In this assignment, I calculated homographies of user-defined points to rectify images and blend multiple images together to create mosiacs! Then, in Part B, I implemented adaptive non-maximal surpression on Harris corners to create MOPS descriptors, and, discriminating them with RANSAC, implemented automatic mosiacing.
After shooting some images (all from my Canon Rebel T3), we can recover its homography matrix with at least four user defined points. This matrix is a projective transformation, as opposed to the affine ones that needed 3 points we used in the face warping project. I shot some square things around my co-op, Cloyne, at an angle. For the coordinates of the final image, I assumed they were square; if they clearly weren't, I assumed they were just the edges of the image canvas.
This was taken with my Nexus 5 as fast testing.
My favorite one in Cloyne.
Here's a meta move: rectification of an image that was formerly stitched using my phone's mosiac feature. (I painted this!)
Due to the cylindrical projection of my phone's mosiac feature, this result doesn't look that great.
Throwback to Proj 2.
After we know rectification works, we can now create mosiacs! For my mosiacs of three images, I warped the left and right images to the center one. I used a forward warp to calculate the corners of the final canvas, and I did an inverse transform, like in Proj 5, to extract the pixel color values. Finally, I implemented linear blending to smooth the edges between each individual mosiac image using bwdist.

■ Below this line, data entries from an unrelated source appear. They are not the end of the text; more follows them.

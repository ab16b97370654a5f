//! The adjacency ledger.

use std::collections::{BTreeMap, HashMap};

use tracing::trace;

use super::{Link, LinkBatch, LinkOption, OrderedIdSet};
use crate::entity::EntityId;
use crate::types::TypeName;

type Adjacency = HashMap<EntityId, BTreeMap<String, OrderedIdSet>>;

/// Map from `(type, relation, id)` to the ordered set of related ids.
///
/// Empty sets are never stored.
#[derive(Debug, Default)]
pub struct RelationLedger {
    entries: HashMap<TypeName, Adjacency>,
}

impl RelationLedger {
    /// Creates an empty ledger.
    #[must_use]
    pub fn new() -> Self {
        Self::default()
    }

    /// Returns the stored child set, if any.
    #[must_use]
    pub fn entry(&self, type_name: &str, relation: &str, id: &EntityId) -> Option<&OrderedIdSet> {
        self.entries.get(type_name)?.get(id)?.get(relation)
    }

    /// Returns the children of a relation; empty if none are linked.
    #[must_use]
    pub fn children(&self, type_name: &str, relation: &str, id: &EntityId) -> OrderedIdSet {
        self.entry(type_name, relation, id).cloned().unwrap_or_default()
    }

    /// Lists every stored relation of an entity.
    #[must_use]
    pub fn relations_of(&self, type_name: &str, id: &EntityId) -> Vec<(String, OrderedIdSet)> {
        self.entries
            .get(type_name)
            .and_then(|adjacency| adjacency.get(id))
            .map(|relations| {
                relations
                    .iter()
                    .map(|(name, children)| (name.clone(), children.clone()))
                    .collect()
            })
            .unwrap_or_default()
    }

    /// Overwrites one entry; `None` or an empty set removes it.
    pub fn set_entry(
        &mut self,
        type_name: &TypeName,
        relation: &str,
        id: &EntityId,
        children: Option<OrderedIdSet>,
    ) {
        match children {
            Some(children) if !children.is_empty() => {
                self.entries
                    .entry(type_name.clone())
                    .or_default()
                    .entry(id.clone())
                    .or_default()
                    .insert(relation.to_string(), children);
            }
            _ => self.clear(type_name.as_str(), relation, id),
        }
    }

    /// Removes all children of one relation.
    pub fn clear(&mut self, type_name: &str, relation: &str, id: &EntityId) {
        let Some(adjacency) = self.entries.get_mut(type_name) else {
            return;
        };
        if let Some(relations) = adjacency.get_mut(id) {
            relations.remove(relation);
            if relations.is_empty() {
                adjacency.remove(id);
            }
        }
        if adjacency.is_empty() {
            self.entries.remove(type_name);
        }
    }

    /// Applies one link.
    pub fn apply(&mut self, link: &Link) {
        let mut children = self
            .entry(link.type_name.as_str(), &link.relation, &link.parent)
            .cloned()
            .unwrap_or_default();
        match link.option {
            LinkOption::Append => children.extend(link.children.iter().cloned()),
            LinkOption::Replace => children = link.children.iter().cloned().collect(),
            LinkOption::Remove => {
                for child in &link.children {
                    children.remove(child);
                }
            }
        }
        self.set_entry(&link.type_name, &link.relation, &link.parent, Some(children));
    }

    /// Applies a batch: all direct links, then all inverse links.
    pub fn update_links(&mut self, batch: &LinkBatch) {
        trace!(
            direct = batch.direct.len(),
            inverse = batch.inverse.len(),
            "applying link batch"
        );
        for link in batch.iter() {
            self.apply(link);
        }
    }

    /// Total number of stored (parent, child) pairs.
    #[must_use]
    pub fn link_count(&self) -> usize {
        self.entries
            .values()
            .flat_map(|adjacency| adjacency.values())
            .flat_map(|relations| relations.values())
            .map(OrderedIdSet::len)
            .sum()
    }

    /// Iterates over every stored entry as `(type, id, relation, children)`.
    pub fn iter(&self) -> impl Iterator<Item = (&TypeName, &EntityId, &str, &OrderedIdSet)> {
        self.entries.iter().flat_map(|(type_name, adjacency)| {
            adjacency.iter().flat_map(move |(id, relations)| {
                relations
                    .iter()
                    .map(move |(name, children)| (type_name, id, name.as_str(), children))
            })
        })
    }
}

#[cfg(test)]
mod tests {
    use super::*;

    fn id(s: &str) -> EntityId {
        EntityId::from(s)
    }

    fn link(children: &[&str], option: LinkOption) -> Link {
        Link::new("User", "u1", "chats", children.iter().map(|c| id(c)).collect(), option)
    }

    fn chats(ledger: &RelationLedger) -> Vec<String> {
        ledger
            .children("User", "chats", &id("u1"))
            .iter()
            .map(|c| c.to_string())
            .collect()
    }

    #[test]
    fn append_preserves_order_and_skips_duplicates() {
        let mut ledger = RelationLedger::new();
        ledger.apply(&link(&["a", "b"], LinkOption::Append));
        ledger.apply(&link(&["b", "c"], LinkOption::Append));
        assert_eq!(chats(&ledger), vec!["a", "b", "c"]);
    }

    #[test]
    fn replace_and_remove() {
        let mut ledger = RelationLedger::new();
        ledger.apply(&link(&["a", "b"], LinkOption::Append));
        ledger.apply(&link(&["c"], LinkOption::Replace));
        assert_eq!(chats(&ledger), vec!["c"]);

        ledger.apply(&link(&["c"], LinkOption::Remove));
        assert!(chats(&ledger).is_empty());
        assert!(ledger.entry("User", "chats", &id("u1")).is_none());
        assert_eq!(ledger.link_count(), 0);
    }

    #[test]
    fn replace_with_empty_drops_entry() {
        let mut ledger = RelationLedger::new();
        ledger.apply(&link(&["a"], LinkOption::Append));
        ledger.apply(&link(&[], LinkOption::Replace));
        assert!(ledger.relations_of("User", &id("u1")).is_empty());
    }

    #[test]
    fn batch_applies_direct_before_inverse() {
        let mut ledger = RelationLedger::new();
        let batch = LinkBatch::new()
            .direct(link(&["c1"], LinkOption::Append))
            .inverse(Link::new("Chat", "c1", "users", vec![id("u1")], LinkOption::Append));
        ledger.update_links(&batch);

        assert_eq!(chats(&ledger), vec!["c1"]);
        assert_eq!(ledger.children("Chat", "users", &id("c1")).to_vec(), vec![id("u1")]);
        assert_eq!(ledger.iter().count(), 2);
    }

    #[test]
    fn relations_of_lists_all() {
        let mut ledger = RelationLedger::new();
        ledger.apply(&link(&["a"], LinkOption::Append));
        ledger.apply(&Link::new("User", "u1", "friends", vec![id("u2")], LinkOption::Append));
        let names: Vec<_> = ledger
            .relations_of("User", &id("u1"))
            .into_iter()
            .map(|(name, _)| name)
            .collect();
        assert_eq!(names, vec!["chats", "friends"]);
    }
}
//! Graph-wide invariant checks.
//!
//! Each checker returns one line per violation so property tests can print
//! everything that broke at once.

use entigraph_core::{Context, Predicate, Query};

/// Mutual links whose inverse entry is missing.
pub fn link_symmetry_violations(ctx: &Context) -> Vec<String> {
    let mut violations = Vec::new();
    for (type_name, id, relation, children) in ctx.ledger().iter() {
        let Ok(def) = ctx.schema().relation(type_name.as_str(), relation) else {
            violations.push(format!("{type_name}.{relation} of {id}: undeclared relation"));
            continue;
        };
        let Some(inverse) = def.inverse() else {
            continue;
        };
        for child in children.iter() {
            let back = ctx.ledger().children(def.target.as_str(), inverse, child);
            if !back.contains(id) {
                violations.push(format!(
                    "{type_name}.{relation}: {id} -> {child} has no {}.{inverse} link back",
                    def.target
                ));
            }
        }
    }
    violations
}

/// Indexes whose contents differ from a rebuild over the store.
pub fn index_violations(ctx: &Context) -> Vec<String> {
    ctx.schema()
        .types()
        .flat_map(|entity| {
            ctx.indexes()
                .verify(entity.name().as_str(), ctx.store())
                .into_iter()
                .map(move |index| format!("{}.{index}: diverges from store", entity.name()))
        })
        .collect()
}

/// Stored entities that still carry relation payloads.
pub fn stored_relation_violations(ctx: &Context) -> Vec<String> {
    ctx.schema()
        .types()
        .flat_map(|entity| ctx.all(entity.name().as_str()))
        .filter(|stored| !stored.relations().is_empty())
        .map(|stored| format!("{} {}: stored with relation payloads", stored.type_name(), stored.id()))
        .collect()
}

/// Indexed query results that differ from scanned ones.
pub fn query_fidelity_violations(ctx: &Context, type_name: &str, predicates: &[Predicate]) -> Vec<String> {
    predicates
        .iter()
        .filter_map(|predicate| {
            let query = Query::new(type_name).filter(predicate.clone());
            let indexed = ctx.query_ids(&query);
            let scanned = ctx.query_ids(&query.clone().scan_only());
            match (indexed, scanned) {
                (Ok(indexed), Ok(scanned)) if indexed == scanned => None,
                (indexed, scanned) => Some(format!("{predicate:?}: indexed {indexed:?} != scanned {scanned:?}")),
            }
        })
        .collect()
}

/// A comparable dump of a context's observable state: every entity with
/// its sequence number, every ledger entry and every tombstone.
#[derive(Debug, Clone, PartialEq, Eq)]
pub struct GraphSnapshot {
    /// `(type, id, seq, entity)` in type then insertion order.
    pub entities: Vec<String>,
    /// `(type, id, relation, children)` sorted.
    pub links: Vec<String>,
    /// `(type, id, tombstone)` sorted.
    pub tombstones: Vec<String>,
}

/// Captures a [`GraphSnapshot`].
pub fn snapshot(ctx: &Context) -> GraphSnapshot {
    let mut entities = Vec::new();
    let mut tombstones = Vec::new();
    for entity_schema in ctx.schema().types() {
        let type_name = entity_schema.name().as_str();
        for stored in ctx.all(type_name) {
            let seq = ctx.store().seq_of(type_name, stored.id());
            entities.push(format!("{type_name} {} {seq:?} {stored:?}", stored.id()));
        }
        for tombstone in ctx.tombstones(type_name) {
            tombstones.push(format!("{type_name} {tombstone:?}"));
        }
    }
    let mut links: Vec<String> = ctx
        .ledger()
        .iter()
        .map(|(type_name, id, relation, children)| format!("{type_name} {id} {relation} {children:?}"))
        .collect();
    links.sort();
    tombstones.sort();
    GraphSnapshot {
        entities,
        links,
        tombstones,
    }
}

/// All structural violations.
pub fn check_invariants(ctx: &Context) -> Vec<String> {
    let mut violations = link_symmetry_violations(ctx);
    violations.extend(index_violations(ctx));
    violations.extend(stored_relation_violations(ctx));
    violations
}

/// Panics listing every structural violation.
pub fn assert_invariants(ctx: &Context) {
    let violations = check_invariants(ctx);
    assert!(violations.is_empty(), "invariants violated:\n{}", violations.join("\n"));
}

#[cfg(test)]
mod tests {
    use super::*;
    use crate::fixtures::{chat, message, user, TestContext};
    use entigraph_core::{EntityId, Link, LinkBatch, LinkOption, RelationValue};

    #[test]
    fn test_clean_context() {
        let mut test_ctx = TestContext::chat();
        test_ctx
            .save(chat("c1", "ops").with_relation("users", RelationValue::entities(vec![user("u1", "Ada")])))
            .unwrap();
        assert!(check_invariants(&test_ctx).is_empty());
    }

    #[test]
    fn test_detects_one_sided_link() {
        let mut test_ctx = TestContext::chat();
        test_ctx.save(chat("c1", "ops")).unwrap();
        test_ctx.save(message("m1", "ada", "hi", 1)).unwrap();
        let batch = LinkBatch::new().direct(Link::new(
            "Chat",
            "c1",
            "messages",
            vec![EntityId::from("m1")],
            LinkOption::Append,
        ));
        test_ctx.update_links(&batch).unwrap();

        let violations = link_symmetry_violations(&test_ctx);
        assert_eq!(violations.len(), 1, "{violations:?}");
    }

    #[test]
    fn test_query_fidelity() {
        let mut test_ctx = TestContext::chat();
        test_ctx.save(message("m1", "ada", "hello there", 1)).unwrap();
        test_ctx.save(message("m2", "bob", "general kenobi", 2)).unwrap();
        let predicates = [Predicate::eq("author", "ada"), Predicate::contains("body", "ken")];
        assert!(query_fidelity_violations(&test_ctx, "Message", &predicates).is_empty());
    }
}
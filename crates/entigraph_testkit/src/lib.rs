//! # EntiGraph Testkit
//!
//! Test utilities for EntiGraph.
//!
//! This crate provides:
//! - A chat-domain schema and context fixtures
//! - Property-based generators of entities and graph operations
//! - Invariant checkers (link symmetry, index fidelity, normalized storage)
//! - Tracing setup for tests
//!
//! ## Usage
//!
//! ```rust,ignore
//! use entigraph_testkit::prelude::*;
//!
//! #[test]
//! fn saves_keep_invariants() {
//!     let mut ctx = TestContext::chat();
//!     ctx.save(user("u1", "Ada")).unwrap();
//!     assert_invariants(&ctx);
//! }
//! ```

#![deny(unsafe_code)]
#![warn(missing_docs)]

pub mod fixtures;
pub mod generators;
pub mod invariants;
mod logging;

pub use logging::init_tracing;

/// Prelude module for convenient imports
pub mod prelude {
    pub use crate::fixtures::*;
    pub use crate::generators::*;
    pub use crate::init_tracing;
    pub use crate::invariants::*;
}
impl fmt::Debug for CollisionPolicy {
    fn fmt(&self, f: &mut fmt::Formatter<'_>) -> fmt::Result {
        match self {
            Self::Fail => write!(f, "Fail"),
            Self::Upsert => write!(f, "Upsert"),
            Self::Custom(_) => write!(f, "Custom(..)"),
        }
    }
}

/// Kind-specific parameters of an index.
#[derive(Debug, Clone)]
pub enum IndexKind {
    /// Equality lookup; many entities per key.
    Hash,
    /// Equality lookup; at most one entity per key.
    Unique(CollisionPolicy),
    /// Ordered traversal; one direction per field.
    Sort(Vec<SortOrder>),
    /// Token postings over text fields.
    FullText(TokenizerConfig),
}

/// Declaration of one secondary index on an entity type.
#[derive(Debug, Clone)]
pub struct IndexDef {
    /// Index name, unique within the declaring type.
    pub name: String,
    /// Indexed fields, in key order.
    pub fields: Vec<String>,
    /// Index kind.
    pub kind: IndexKind,
}

impl IndexDef {
    /// Hash index over 1-4 fields.
    pub fn hash<I, S>(name: impl Into<String>, fields: I) -> Self
    where
        I: IntoIterator<Item = S>,
        S: Into<String>,
    {
        Self {
            name: name.into(),
            fields: fields.into_iter().map(Into::into).collect(),
            kind: IndexKind::Hash,
        }
    }

    /// Unique index over 1-4 fields.
    pub fn unique<I, S>(name: impl Into<String>, fields: I, policy: CollisionPolicy) -> Self
    where
        I: IntoIterator<Item = S>,
        S: Into<String>,
    {
        Self {
            name: name.into(),
            fields: fields.into_iter().map(Into::into).collect(),
            kind: IndexKind::Unique(policy),
        }
    }

    /// Sort index over comparator fields, each with its direction.
    pub fn sort<I, S>(name: impl Into<String>, comparators: I) -> Self
    where
        I: IntoIterator<Item = (S, SortOrder)>,
        S: Into<String>,
    {
        let (fields, orders): (Vec<String>, Vec<SortOrder>) = comparators
            .into_iter()
            .map(|(field, order)| (field.into(), order))
            .unzip();
        Self {
            name: name.into(),
            fields,
            kind: IndexKind::Sort(orders),
        }
    }

    /// Full-text index over text fields with the default tokenizer.
    pub fn full_text<I, S>(name: impl Into<String>, fields: I) -> Self
    where
        I: IntoIterator<Item = S>,
        S: Into<String>,
    {
        Self {
            name: name.into(),
            fields: fields.into_iter().map(Into::into).collect(),
            kind: IndexKind::FullText(TokenizerConfig::default()),
        }
    }

    /// Replaces the tokenizer of a full-text index; no effect on other kinds.
    #[must_use]
    pub fn with_tokenizer(mut self, tokenizer: TokenizerConfig) -> Self {
        if let IndexKind::FullText(config) = &mut self.kind {
            *config = tokenizer;
        }
        self
    }

    fn validate(&self, type_name: &TypeName, relation_names: &HashSet<&str>) -> CoreResult<()> {
        let at = format!("index {}.{}", type_name, self.name);
        if self.fields.is_empty() {
            return Err(CoreError::invalid_schema(format!("{at} has no fields")));
        }
        match &self.kind {
            IndexKind::Hash | IndexKind::Unique(_) if self.fields.len() > MAX_KEY_FIELDS => {
                return Err(CoreError::invalid_schema(format!(
                    "{at} has {} key fields, at most {MAX_KEY_FIELDS} allowed",
                    self.fields.len()
                )));
            }
            IndexKind::Sort(orders) if orders.len() != self.fields.len() => {
                return Err(CoreError::invalid_schema(format!(
                    "{at} needs one direction per field"
                )));
            }
            _ => {}
        }
        let mut seen = HashSet::new();
        for field in &self.fields {
            if field == "id" || relation_names.contains(field.as_str()) {
                return Err(CoreError::invalid_schema(format!(
                    "{at} cannot index {field}: not a stored field"
                )));
            }
            if !seen.insert(field.as_str()) {
                return Err(CoreError::invalid_schema(format!(
                    "{at} lists {field} twice"
                )));
            }
        }
        Ok(())
    }
}

/// Registration of one entity type.
#[derive(Debug, Clone)]
pub struct EntitySchema {
    name: TypeName,
    relations: Vec<RelationDef>,
    indexes: Vec<IndexDef>,
    merge: MergeStrategy,
}
//! Encoding of values into exchange formats.

use crate::error::{CodecError, CodecResult};
use crate::value::Value;

/// Encode a value to CBOR bytes.
///
/// # Errors
///
/// Returns an error if the underlying writer fails.
pub fn to_cbor(value: &Value) -> CodecResult<Vec<u8>> {
    let mut buffer = Vec::new();
    ciborium::ser::into_writer(value, &mut buffer)
        .map_err(|e| CodecError::encoding_failed(e.to_string()))?;
    Ok(buffer)
}

/// Convert a value into a `serde_json::Value`.
///
/// Byte strings become arrays of numbers, so they do not survive a JSON
/// round trip as bytes.
///
/// # Errors
///
/// Returns [`CodecError::UnsupportedKey`] for maps keyed by anything other
/// than text.
pub fn to_json(value: &Value) -> CodecResult<serde_json::Value> {
    Ok(match value {
        Value::Null => serde_json::Value::Null,
        Value::Bool(b) => serde_json::Value::Bool(*b),
        Value::Integer(n) => serde_json::Value::from(*n),
        Value::Bytes(b) => serde_json::Value::Array(b.iter().map(|x| (*x).into()).collect()),
        Value::Text(s) => serde_json::Value::String(s.clone()),
        Value::Array(items) => {
            serde_json::Value::Array(items.iter().map(to_json).collect::<CodecResult<_>>()?)
        }
        Value::Map(pairs) => {
            let mut object = serde_json::Map::with_capacity(pairs.len());
            for (k, v) in pairs {
                let Some(key) = k.as_text() else {
                    return Err(CodecError::unsupported_key(k.to_string()));
                };
                object.insert(key.to_string(), to_json(v)?);
            }
            serde_json::Value::Object(object)
        }
    })
}

/// Encode a value to a JSON string.
///
/// # Errors
///
/// See [`to_json`].
pub fn to_json_string(value: &Value) -> CodecResult<String> {
    let json = to_json(value)?;
    serde_json::to_string(&json).map_err(|e| CodecError::encoding_failed(e.to_string()))
}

I will demonstrate the process with the dining area of our sweet Airbnb in Charlotte, NC. The majority of time this assignment was out, I was there for UIST. At least it made taking photos off Berkeley's campus easy. Below are the original 3 shots.
I then selected corresponding points by hand...
Finally, inverse warping transforms and combines the three original images into a mosiac. With hard edges, however, you can see clear overlap between individual photos.
But with linear blending (technically feathering), the hard edges disappear. Sadly, this is not the best example: I think I both moved my camera, slightly, and also I didn't exactly shoot a "planar wall" (the hanging light post, for example, was pretty close to me and thus we see it kind of blurry.)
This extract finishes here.